* _Exercise aim_
Scan the entries below for the word "dispatch", then copy each line that holds it.

* _Stored items_
|---|

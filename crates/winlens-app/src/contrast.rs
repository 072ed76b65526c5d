// Copyright 2026 Phillip Cloud
// Licensed under the Apache License, Version 2.0

use crate::TextColor;

const DARK_TEXT_THRESHOLD: f64 = 150.0;

/// Picks a legible text colour for the given `#rrggbb` background.
///
/// Anything that is not a seven-character hex colour falls back to dark text.
pub fn resolve_text_color(background: &str) -> TextColor {
    match parse_hex_rgb(background) {
        Some((red, green, blue)) if luminance(red, green, blue) > DARK_TEXT_THRESHOLD => {
            TextColor::Dark
        }
        Some(_) => TextColor::Light,
        None => TextColor::Dark,
    }
}

pub fn luminance(red: u8, green: u8, blue: u8) -> f64 {
    0.299 * f64::from(red) + 0.587 * f64::from(green) + 0.114 * f64::from(blue)
}

pub fn parse_hex_rgb(value: &str) -> Option<(u8, u8, u8)> {
    let digits = value.strip_prefix('#')?;
    if digits.len() != 6 || !digits.bytes().all(|byte| byte.is_ascii_hexdigit()) {
        return None;
    }

    let channel = |start: usize| u8::from_str_radix(digits.get(start..start + 2)?, 16).ok();
    Some((channel(0)?, channel(2)?, channel(4)?))
}

#[cfg(test)]
mod tests {
    use super::{luminance, parse_hex_rgb, resolve_text_color};
    use crate::TextColor;

    #[test]
    fn bright_backgrounds_get_dark_text() {
        assert_eq!(resolve_text_color("#ffffff"), TextColor::Dark);
        assert_eq!(resolve_text_color("#FFFF00"), TextColor::Dark);
        assert_eq!(resolve_text_color("#9ca3af"), TextColor::Dark);
    }

    #[test]
    fn dark_backgrounds_get_light_text() {
        assert_eq!(resolve_text_color("#000000"), TextColor::Light);
        assert_eq!(resolve_text_color("#1f77b4"), TextColor::Light);
        assert_eq!(resolve_text_color("#ff0000"), TextColor::Light);
    }

    #[test]
    fn threshold_sits_at_mid_grey() {
        assert!((luminance(150, 150, 150) - 150.0).abs() < 1e-9);
        assert_eq!(resolve_text_color("#959595"), TextColor::Light);
        assert_eq!(resolve_text_color("#979797"), TextColor::Dark);
    }

    #[test]
    fn malformed_input_defaults_to_dark() {
        for input in [
            "",
            "#",
            "#fff",
            "ffffff",
            "#fffffff",
            "#gggggg",
            "#+f+f+f",
            "rgb(0,0,0)",
            "#00000é",
        ] {
            assert_eq!(resolve_text_color(input), TextColor::Dark, "input {input:?}");
        }
    }

    #[test]
    fn parse_hex_rgb_reads_each_channel() {
        assert_eq!(parse_hex_rgb("#1f77b4"), Some((0x1f, 0x77, 0xb4)));
        assert_eq!(parse_hex_rgb("#1F77B4"), Some((0x1f, 0x77, 0xb4)));
        assert_eq!(parse_hex_rgb("1f77b4"), None);
    }
}
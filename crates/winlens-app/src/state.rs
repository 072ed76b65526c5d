// Copyright 2026 Phillip Cloud
// Licensed under the Apache License, Version 2.0

use crate::{Query, QueryFormField, QueryFormInput, QueryId};

#[derive(Debug, Clone, Copy, PartialEq, Eq)]
pub enum FocusPane {
    Queries,
    Windows,
    Form(QueryFormField),
}

#[derive(Debug, Clone, PartialEq, Eq)]
pub struct AppState {
    pub focus: FocusPane,
    pub queries: Vec<Query>,
    pub selected: Option<QueryId>,
    pub form: QueryFormInput,
    pub status_line: Option<String>,
}

impl Default for AppState {
    fn default() -> Self {
        Self {
            focus: FocusPane::Queries,
            queries: Vec::new(),
            selected: None,
            form: QueryFormInput::default(),
            status_line: None,
        }
    }
}

#[derive(Debug, Clone, PartialEq, Eq)]
pub enum AppCommand {
    ToggleFocus,
    OpenForm,
    NextFormField,
    CloseForm,
    SelectNext,
    SelectPrev,
    Select(QueryId),
    ReplaceQueries(Vec<Query>),
    SetStatus(String),
    ClearStatus,
}

#[derive(Debug, Clone, PartialEq, Eq)]
pub enum AppEvent {
    FocusChanged(FocusPane),
    QuerySelected(Option<QueryId>),
    QueriesReplaced(usize),
    StatusUpdated(String),
    StatusCleared,
}

impl AppState {
    pub fn dispatch(&mut self, command: AppCommand) -> Vec<AppEvent> {
        match command {
            AppCommand::ToggleFocus => {
                self.focus = match self.focus {
                    FocusPane::Queries => FocusPane::Windows,
                    FocusPane::Windows | FocusPane::Form(_) => FocusPane::Queries,
                };
                vec![AppEvent::FocusChanged(self.focus)]
            }
            AppCommand::OpenForm => {
                self.form = QueryFormInput::default();
                self.focus = FocusPane::Form(QueryFormField::Src);
                vec![AppEvent::FocusChanged(self.focus)]
            }
            AppCommand::NextFormField => match self.focus {
                FocusPane::Form(field) => {
                    self.focus = FocusPane::Form(field.next());
                    vec![AppEvent::FocusChanged(self.focus)]
                }
                FocusPane::Queries | FocusPane::Windows => Vec::new(),
            },
            AppCommand::CloseForm => {
                self.focus = FocusPane::Queries;
                vec![AppEvent::FocusChanged(self.focus)]
            }
            AppCommand::SelectNext => self.step_selection(1),
            AppCommand::SelectPrev => self.step_selection(-1),
            AppCommand::Select(id) => {
                if self.selected.as_ref() == Some(&id) {
                    return Vec::new();
                }
                self.selected = Some(id);
                vec![AppEvent::QuerySelected(self.selected.clone())]
            }
            AppCommand::ReplaceQueries(queries) => self.replace_queries(queries),
            AppCommand::SetStatus(message) => {
                self.status_line = Some(message.clone());
                vec![AppEvent::StatusUpdated(message)]
            }
            AppCommand::ClearStatus => {
                self.status_line = None;
                vec![AppEvent::StatusCleared]
            }
        }
    }

    pub fn selected_query(&self) -> Option<&Query> {
        let selected = self.selected.as_ref()?;
        self.queries.iter().find(|query| &query.id == selected)
    }

    pub fn selected_position(&self) -> Option<usize> {
        let selected = self.selected.as_ref()?;
        self.queries.iter().position(|query| &query.id == selected)
    }

    fn step_selection(&mut self, delta: isize) -> Vec<AppEvent> {
        if self.queries.is_empty() {
            return Vec::new();
        }
        let len = self.queries.len() as isize;
        let current = self
            .selected_position()
            .map_or(len - 1, |position| position as isize);
        let next = (current + delta).rem_euclid(len) as usize;
        let id = self.queries[next].id.clone();
        self.dispatch(AppCommand::Select(id))
    }

    /// Keeps the current selection if it survived the refresh, otherwise
    /// falls back to the most recent query. A kept selection that just
    /// finished is announced again so its windows get loaded.
    fn replace_queries(&mut self, queries: Vec<Query>) -> Vec<AppEvent> {
        let previous_status = self.selected_query().map(|query| query.status);
        self.queries = queries;
        let mut events = vec![AppEvent::QueriesReplaced(self.queries.len())];

        if let Some(current) = self.selected_query() {
            let finished = current.status.is_terminal()
                && previous_status.is_some_and(|status| !status.is_terminal());
            if finished {
                events.push(AppEvent::QuerySelected(self.selected.clone()));
            }
            return events;
        }
        let fallback = self.queries.last().map(|query| query.id.clone());
        if fallback != self.selected {
            self.selected = fallback;
            events.push(AppEvent::QuerySelected(self.selected.clone()));
        }
        events
    }
}
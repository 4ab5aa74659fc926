//! CLI command definitions and dispatch.
//!
//! Each subcommand lives in its own submodule:
//! - `import`: one-shot imports with progress output
//! - `watch`: bootstrap, then keep the catalog in sync
//! - `status`: catalog counts and stream resolution
//! - `maintain`: maintenance passes
//! - `config`: write or show the configuration file

mod config;
mod import;
mod maintain;
mod status;
mod watch;

use clap::{Args, Parser, Subcommand};
use std::path::PathBuf;
use std::sync::Arc;
use tokio::runtime::Runtime;

use crate::config::Config;
use crate::db;
use crate::import::ImportMode;
use crate::library::Library;

pub use config::{cmd_config_init, cmd_config_show};
pub use import::cmd_import;
pub use maintain::cmd_maintain;
pub use status::{cmd_resolve, cmd_status};
pub use watch::cmd_watch;

/// Soundshelf CLI
#[derive(Parser)]
#[command(author, version, about, long_about = None)]
pub struct Cli {
    #[command(flatten)]
    pub paths: PathArgs,

    #[command(subcommand)]
    pub command: Commands,
}

/// Overrides for the configured locations.
#[derive(Args, Default)]
pub struct PathArgs {
    /// Local music root
    #[arg(long, global = true)]
    pub music: Option<PathBuf>,
    /// Local audiobook root
    #[arg(long, global = true)]
    pub audiobooks: Option<PathBuf>,
    /// Cover cache directory
    #[arg(long, global = true)]
    pub cache: Option<PathBuf>,
    /// Catalog database file
    #[arg(long, global = true)]
    pub db: Option<PathBuf>,
}

/// Available subcommands
#[derive(Subcommand)]
pub enum Commands {
    /// Import the configured sources into the catalog
    Import {
        /// incremental keeps unseen tracks, full trashes them, compact only
        /// runs maintenance
        #[arg(long, value_enum, default_value_t = ImportMode::Incremental)]
        mode: ImportMode,
    },
    /// Run start-up maintenance, then watch the local roots for changes
    Watch {
        /// Run an incremental import before watching
        #[arg(long)]
        scan_first: bool,
    },
    /// Show catalog counts as JSON
    Status,
    /// Show what a player would open for a catalog path
    Resolve {
        /// Catalog path, e.g. /music/Artist/Album/01.flac
        uri: String,
    },
    /// Recalibrate episode numbers, backfill fingerprints, resync statuses
    Maintain,
    /// Manage the configuration file
    Config {
        #[command(subcommand)]
        action: ConfigAction,
    },
}

#[derive(Subcommand)]
pub enum ConfigAction {
    /// Write the effective configuration to the config file
    Init,
    /// Print the effective configuration
    Show,
}

/// Run the specified CLI command.
pub fn run_command(cli: &Cli) -> anyhow::Result<()> {
    let config = effective_config(&cli.paths);
    let rt = Runtime::new()?;

    match &cli.command {
        Commands::Import { mode } => cmd_import(&rt, &config, *mode),
        Commands::Watch { scan_first } => cmd_watch(&rt, &config, *scan_first),
        Commands::Status => cmd_status(&rt, &config),
        Commands::Resolve { uri } => cmd_resolve(&rt, &config, uri),
        Commands::Maintain => cmd_maintain(&rt, &config),
        Commands::Config { action } => match action {
            ConfigAction::Init => cmd_config_init(&config),
            ConfigAction::Show => cmd_config_show(&config),
        },
    }
}

// ============================================================================
// Shared helper functions
// ============================================================================

/// File values, then environment, then command-line flags.
fn effective_config(paths: &PathArgs) -> Config {
    let mut config = crate::config::load();
    apply_paths(&mut config, paths);
    config
}

fn apply_paths(config: &mut Config, paths: &PathArgs) {
    if let Some(p) = &paths.music {
        config.library.music_path = p.clone();
    }
    if let Some(p) = &paths.audiobooks {
        config.library.audiobook_path = p.clone();
    }
    if let Some(p) = &paths.cache {
        config.library.cache_path = p.clone();
    }
    if let Some(p) = &paths.db {
        config.library.database = p.clone();
    }
}

/// Open the catalog database and build the library over it.
pub(crate) async fn open_library(config: &Config) -> anyhow::Result<Arc<Library>> {
    let url = db::db_url(Some(&config.library.database));
    let pool = db::init_db(&url).await?;
    Ok(Arc::new(Library::from_config(pool, config)?))
}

|---|

* _Output of the exercise_
    pub fn dispatch(&mut self, command: AppCommand) -> Vec<AppEvent> {
        self.dispatch(AppCommand::Select(id))
//! CLI command definitions and dispatch.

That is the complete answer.